Depending on your scale, Beta and Release may have the same requirements. For us they tend to, since our beta size is in the millions of users and most beta users tend to enable our telemetry so they can give us that early feedback we need. Some companies ship debug builds to beta users though, so at this point you are just trying to be respectful of the end users machine itself. You don't want to stores gigs of log data, you don't want to upload uncompressed data. You may choose not to upload binary data at this point though. In fact having it in viewable format for the end user to see can be a good thing. Some users appreciate that. Others don't, but hey, you can't make everyone happy.

Finally when you release, you have to focus on highly optimized code. At this point your telemetry should have as close to 0 as possible on the performance marks for your application. Telemetry is very important to a product, but so is performance, so finding your balance is important. In a browser, we have no spare time to go collecting data, so we optimize both at the memory level and the CPU level to make sure we are sipping at the machine's resources and leaving the rest to the web page. You'll generally want to upload binary telemetry, in small packets, highly compressed. You'd be surprised what you can do with 5KB for instance. We can upload an entire page's worth of sampled DOM profiler information on most pages. More complex pages will take more, but that is where the sampling can be further refined. I'll talk a bit about some of these considerations now.

DOM Telemetry

Okay, so for DOM information how can we turn the knobs, what is available, what can we log? We decided that a sampled profiler would be best. This instruments the code so that some small set of calls as we choose will have timing information taken as part of the call. The check for whether or not we should log needs to be cheap as does the overhead of logging the call.
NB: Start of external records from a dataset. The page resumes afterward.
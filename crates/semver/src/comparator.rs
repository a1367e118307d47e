//! Range comparator tokens and their reduction to primitive constraints.
//!
//! Every range syntax (`~`, `^`, x-ranges, hyphen ranges, explicit
//! operators) reduces to one or two primitive operator-plus-version
//! constraints ANDed together. The reduction happens once at parse time;
//! matching is then a walk over the precomputed primitives.

use crate::error::{Error, Result};
use crate::partial::PartialVersion;
use crate::version::Version;
use std::cmp::Ordering;
use std::fmt;
use std::str::FromStr;

/// A comparison operator in a primitive comparator.
#[derive(Debug, Clone, Copy, PartialEq, Eq, Hash)]
pub enum Operator {
    /// Exactly equal.
    Equal,
    /// Strictly lower precedence.
    Less,
    /// Lower or equal precedence.
    LessEqual,
    /// Strictly higher precedence.
    Greater,
    /// Higher or equal precedence.
    GreaterEqual,
}

impl Operator {
    /// Operator tokens in match order. Two-character operators come first
    /// so `>` never shadows a `>=` prefix.
    pub(crate) const TOKENS: [(&'static str, Self); 5] = [
        (">=", Self::GreaterEqual),
        ("<=", Self::LessEqual),
        (">", Self::Greater),
        ("<", Self::Less),
        ("=", Self::Equal),
    ];

    /// Check whether a comparison outcome satisfies this operator.
    #[must_use]
    pub const fn allows(self, ordering: Ordering) -> bool {
        matches!(
            (self, ordering),
            (Self::Equal, Ordering::Equal)
                | (Self::Less, Ordering::Less)
                | (Self::LessEqual, Ordering::Less | Ordering::Equal)
                | (Self::Greater, Ordering::Greater)
                | (Self::GreaterEqual, Ordering::Greater | Ordering::Equal)
        )
    }

    /// The operator's source form.
    #[must_use]
    pub const fn as_str(self) -> &'static str {
        match self {
            Self::Equal => "=",
            Self::Less => "<",
            Self::LessEqual => "<=",
            Self::Greater => ">",
            Self::GreaterEqual => ">=",
        }
    }
}

impl fmt::Display for Operator {
    fn fmt(&self, f: &mut fmt::Formatter<'_>) -> fmt::Result {
        f.write_str(self.as_str())
    }
}

/// A single operator-plus-version constraint.
#[derive(Debug, Clone, PartialEq, Eq, Hash)]
pub struct PrimitiveComparator {
    /// The comparison operator.
    pub operator: Operator,
    /// The version candidates are compared against.
    pub version: Version,
}

impl PrimitiveComparator {
    /// Create a primitive comparator.
    #[must_use]
    pub const fn new(operator: Operator, version: Version) -> Self {
        Self { operator, version }
    }

    /// Check whether a candidate version satisfies this constraint.
    #[must_use]
    pub fn matches(&self, candidate: &Version) -> bool {
        self.operator.allows(candidate.cmp(&self.version))
    }
}

impl FromStr for PrimitiveComparator {
    type Err = Error;

    fn from_str(s: &str) -> Result<Self> {
        for (token, operator) in Operator::TOKENS {
            if let Some(rest) = s.strip_prefix(token) {
                return Ok(Self::new(operator, rest.parse()?));
            }
        }
        Err(Error::range_format(s, "expected a comparison operator"))
    }
}

impl fmt::Display for PrimitiveComparator {
    fn fmt(&self, f: &mut fmt::Formatter<'_>) -> fmt::Result {
        write!(f, "{}{}", self.operator, self.version)
    }
}

/// One parsed range token.
///
/// The five syntaxes form a closed set. Each case keeps the partial
/// version(s) it was written with together with the one or two primitive
/// comparators they reduce to, so matching never re-derives bounds.
#[derive(Debug, Clone, PartialEq, Eq, Hash)]
pub enum AdvancedComparator {
    /// `~1.2.3`: patch-level changes when minor is given, minor-level
    /// changes otherwise.
    Tilde {
        /// The partial version after the `~`.
        version: PartialVersion,
        /// Floor and ceiling, precomputed.
        comparators: Vec<PrimitiveComparator>,
    },
    /// `^1.2.3`: changes that keep the left-most non-zero component.
    Caret {
        /// The partial version after the `^`.
        version: PartialVersion,
        /// Floor and ceiling, precomputed.
        comparators: Vec<PrimitiveComparator>,
    },
    /// A bare, possibly wildcarded version: `1.2.3`, `1.2`, `1.x`, `*`.
    XRange {
        /// The bare partial version.
        version: PartialVersion,
        /// Lower bound plus upper bound when one exists.
        comparators: Vec<PrimitiveComparator>,
    },
    /// `1.2.3 - 2.3.4`, inclusive at both written ends.
    Hyphen {
        /// The partial version before the hyphen.
        lower: PartialVersion,
        /// The partial version after the hyphen.
        upper: PartialVersion,
        /// Lower bound of `lower` plus upper bound of `upper`.
        comparators: Vec<PrimitiveComparator>,
    },
    /// An explicit operator applied to a possibly partial version.
    Primitive {
        /// The written operator.
        operator: Operator,
        /// The possibly partial version after the operator.
        version: PartialVersion,
        /// The rewritten constraint(s).
        comparators: Vec<PrimitiveComparator>,
    },
}

impl AdvancedComparator {
    /// Build a tilde range from its partial version.
    #[must_use]
    pub fn tilde(version: PartialVersion) -> Self {
        let floor = version.lower_bound();
        let ceiling = if version.minor().is_some() {
            floor.version.with_minor_bump()
        } else {
            floor.version.with_major_bump()
        };
        let comparators = vec![floor, PrimitiveComparator::new(Operator::Less, ceiling)];
        Self::Tilde {
            version,
            comparators,
        }
    }

    /// Build a caret range from its partial version.
    ///
    /// Versions below 1.0.0 are unstable, so any component above the
    /// left-most zero is treated as breaking and caps the ceiling.
    #[must_use]
    pub fn caret(version: PartialVersion) -> Self {
        let floor = version.lower_bound();
        let base = &floor.version;
        let ceiling = if version.minor().is_none() {
            base.with_major_bump()
        } else if version.micro().is_none() {
            if base.major == 0 {
                base.with_minor_bump()
            } else {
                base.with_major_bump()
            }
        } else if base.major != 0 {
            base.with_major_bump()
        } else if base.minor != 0 {
            base.with_minor_bump()
        } else {
            base.with_micro_bump()
        };
        let comparators = vec![floor, PrimitiveComparator::new(Operator::Less, ceiling)];
        Self::Caret {
            version,
            comparators,
        }
    }

    /// Build an x-range from a bare partial version.
    #[must_use]
    pub fn x_range(version: PartialVersion) -> Self {
        let mut comparators = vec![version.lower_bound()];
        comparators.extend(version.upper_bound());
        Self::XRange {
            version,
            comparators,
        }
    }

    /// Build a hyphen range from its two partial versions.
    #[must_use]
    pub fn hyphen(lower: PartialVersion, upper: PartialVersion) -> Self {
        let mut comparators = vec![lower.lower_bound()];
        comparators.extend(upper.upper_bound());
        Self::Hyphen {
            lower,
            upper,
            comparators,
        }
    }

    /// Build a primitive comparator token, rewriting operators on partial
    /// versions in terms of the bounds the partial implies.
    ///
    /// A partial version has no single comparable value, so `>=` becomes
    /// its lower bound, `>` the exclusive dual, `<=`/`<` the upper bounds,
    /// and `=` the conjunction of both.
    pub fn primitive(operator: Operator, version: PartialVersion) -> Result<Self> {
        let comparators = if version.is_fully_specified() {
            vec![PrimitiveComparator::new(operator, version.zero_filled())]
        } else {
            match operator {
                Operator::GreaterEqual => vec![version.lower_bound()],
                Operator::Greater => vec![version.lower_bound_exclusive().ok_or_else(|| {
                    Error::range_format(
                        format!(">{version}"),
                        "`>` requires at least one version component",
                    )
                })?],
                Operator::LessEqual => vec![version.upper_bound().ok_or_else(|| {
                    Error::range_format(
                        format!("<={version}"),
                        "`<=` requires at least one version component",
                    )
                })?],
                Operator::Less => vec![version.upper_bound_exclusive()],
                Operator::Equal => {
                    let mut list = vec![version.lower_bound()];
                    list.extend(version.upper_bound());
                    list
                }
            }
        };
        Ok(Self::Primitive {
            operator,
            version,
            comparators,
        })
    }

    /// The primitive comparators this token reduces to.
    #[must_use]
    pub fn primitive_comparators(&self) -> &[PrimitiveComparator] {
        match self {
            Self::Tilde { comparators, .. }
            | Self::Caret { comparators, .. }
            | Self::XRange { comparators, .. }
            | Self::Hyphen { comparators, .. }
            | Self::Primitive { comparators, .. } => comparators,
        }
    }

    /// Check whether a candidate satisfies every implied primitive.
    ///
    /// Pre-release visibility is a property of the surrounding comparator
    /// set, not of a single token, and is enforced there.
    #[must_use]
    pub fn matches(&self, candidate: &Version) -> bool {
        self.primitive_comparators()
            .iter()
            .all(|comparator| comparator.matches(candidate))
    }
}

impl FromStr for AdvancedComparator {
    type Err = Error;

    fn from_str(s: &str) -> Result<Self> {
        if let Some(rest) = s.strip_prefix('~') {
            return Ok(Self::tilde(rest.parse()?));
        }
        if let Some(rest) = s.strip_prefix('^') {
            return Ok(Self::caret(rest.parse()?));
        }
        if let Some((lower, upper)) = s.split_once(" - ") {
            return Ok(Self::hyphen(lower.trim().parse()?, upper.trim().parse()?));
        }
        for (token, operator) in Operator::TOKENS {
            if let Some(rest) = s.strip_prefix(token) {
                if rest.is_empty() {
                    return Err(Error::range_format(s, "operator without a version"));
                }
                return Self::primitive(operator, rest.parse()?);
            }
        }
        Ok(Self::x_range(s.parse()?))
    }
}

impl fmt::Display for AdvancedComparator {
    fn fmt(&self, f: &mut fmt::Formatter<'_>) -> fmt::Result {
        match self {
            Self::Tilde { version, .. } => write!(f, "~{version}"),
            Self::Caret { version, .. } => write!(f, "^{version}"),
            Self::XRange { version, .. } => write!(f, "{version}"),
            Self::Hyphen { lower, upper, .. } => write!(f, "{lower} - {upper}"),
            Self::Primitive {
                operator, version, ..
            } => write!(f, "{operator}{version}"),
        }
    }
}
We also want some aggregation since we know there are going to be thousands of samples that we'll take and we only want to upload those samples if we aren't abusing the telemetry pipeline.

A solution that used a circular logging buffer + a sampled API count with initial random offset was sufficient for our cases. I apologize for slamming you with almost ten optimizations in that one sentence, but I didn't feel going through the entire decision tree that we did would be useful. This is the kind of feature that can take longer to design than code ;-)
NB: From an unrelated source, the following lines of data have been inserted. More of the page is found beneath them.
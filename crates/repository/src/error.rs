//! Error types for bundle resolution

// Rust 1.92 compiler bug: false positives for thiserror/miette derive macro fields
// https://github.com/rust-lang/rust/issues/147648
#![allow(unused_assignments)]

use miette::Diagnostic;
use thiserror::Error;

/// Error type for bundle resolution
#[derive(Error, Debug, Diagnostic)]
pub enum Error {
    /// The initial dependency document failed to deserialize
    #[error("invalid bundle configuration document")]
    #[diagnostic(
        code(webmod::repository::config),
        help("The document maps package names to a range string, an override object or a list of override objects")
    )]
    Config {
        /// The underlying deserialization error
        #[source]
        source: serde_json::Error,
    },

    /// A package metadata document failed to deserialize
    #[error("invalid package metadata for {package}@{version}")]
    #[diagnostic(code(webmod::repository::metadata))]
    Metadata {
        /// The package whose metadata was unreadable
        package: String,
        /// The version whose metadata was unreadable
        version: String,
        /// The underlying deserialization error
        #[source]
        source: serde_json::Error,
    },

    /// A package version published no archive of the required type
    #[error("no {kind} archive published for {package}@{version}")]
    #[diagnostic(
        code(webmod::repository::missing_archive),
        help("Only packages distributed as archives can be materialized")
    )]
    MissingArchive {
        /// The package missing the archive
        package: String,
        /// The version missing the archive
        version: String,
        /// The archive type that was required
        kind: String,
    },

    /// A registry, cache or archive operation failed
    #[error(transparent)]
    #[diagnostic(transparent)]
    Registry(#[from] webmod_registry::Error),

    /// A version or range failed to parse
    #[error(transparent)]
    #[diagnostic(transparent)]
    Semver(#[from] webmod_semver::Error),
}

impl Error {
    /// Create a metadata parse error with package context
    #[must_use]
    pub fn metadata(
        package: impl Into<String>,
        version: impl Into<String>,
        source: serde_json::Error,
    ) -> Self {
        Self::Metadata {
            package: package.into(),
            version: version.into(),
            source,
        }
    }

    /// Create a missing archive error
    #[must_use]
    pub fn missing_archive(
        package: impl Into<String>,
        version: impl Into<String>,
        kind: impl Into<String>,
    ) -> Self {
        Self::MissingArchive {
            package: package.into(),
            version: version.into(),
            kind: kind.into(),
        }
    }
}

/// Result type for bundle resolution
pub type Result<T> = std::result::Result<T, Error>;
Let's start with sampling. We built this into the accumulator itself. This meant that any CPU overhead with logging could be eliminated whenever we weren't sampling (rather than having sampling accept or reject data at a higher level). Our sampling rate was a simple counter. Something like 1 in every 1000 or 1 in every 10000. By tweaking the number to 1, we could log every call if we wanted to making it a call attributed profiler. From my hack I did build a call attributed profiler instead, since I wanted more complete data and my collection size was a small set of machines. The outcome of that effort though showed to do it right you would need to aggregate, which we aren't doing in this model. Aggregation can cost CPU and we can defer that cost to the cloud in our case!

With a simple counter and mod check we can now know if we have to log. To avoid a bias against the first n-1 samples, we start our counter with a random offset. That means we might log the first call, the 50th call, whatever, but then from there it is spaced by our sampling interval. These are some of the tricks you have to use when using sampling otherwise you might miss things like bootstrapping code if you ALWAYS skip the first sampling interval of values.

When logging we take the start and end QPCs (QueryPerformanceCounter values), do the math and then log the values. On 64-bit, we can submit a function pointer (this is the DOM function) the QPC delta and a few flags bits to the circular buffer and continue on. We don't even bother decoding the function pointers until we are in the cloud where we marry the data with symbols. I can't recall but we also decided at some point that we would send down the value of the QueryPerformanceFrequency down in the payload so we could do the math on that in the cloud as well. We might have decided against that in the end, but you can clearly see the lengths we go to when thinking about how much CPU we use on the client's machine.

The next knob we have is the circular buffer size and the logging frequency. We allow ourselves to log the first buffer during a navigation and then 1 more buffer every minute. If the buffer isn't full we log a partial buffer. If the buffer overflows then we simply lose samples. We never lose samples in the initial navigation buffer since we always commit it when its ready and then put ourselves on a future logging diet.

Once this data hits the Windows telemetry service, it gets to decide if this users is opted into this type of logging. So we MIGHT in some cases be tracking things that don't make it up to us. We do try and detect this beforehand, but we can't always do this. There are things like throttling that would decide if buffer should go up or no. Once we hit production, which we did in our first Windows 10 update release back, then scale kicks in and you don't even concern yourself with the missing data because you have WAY TOO MUCH data to deal with already!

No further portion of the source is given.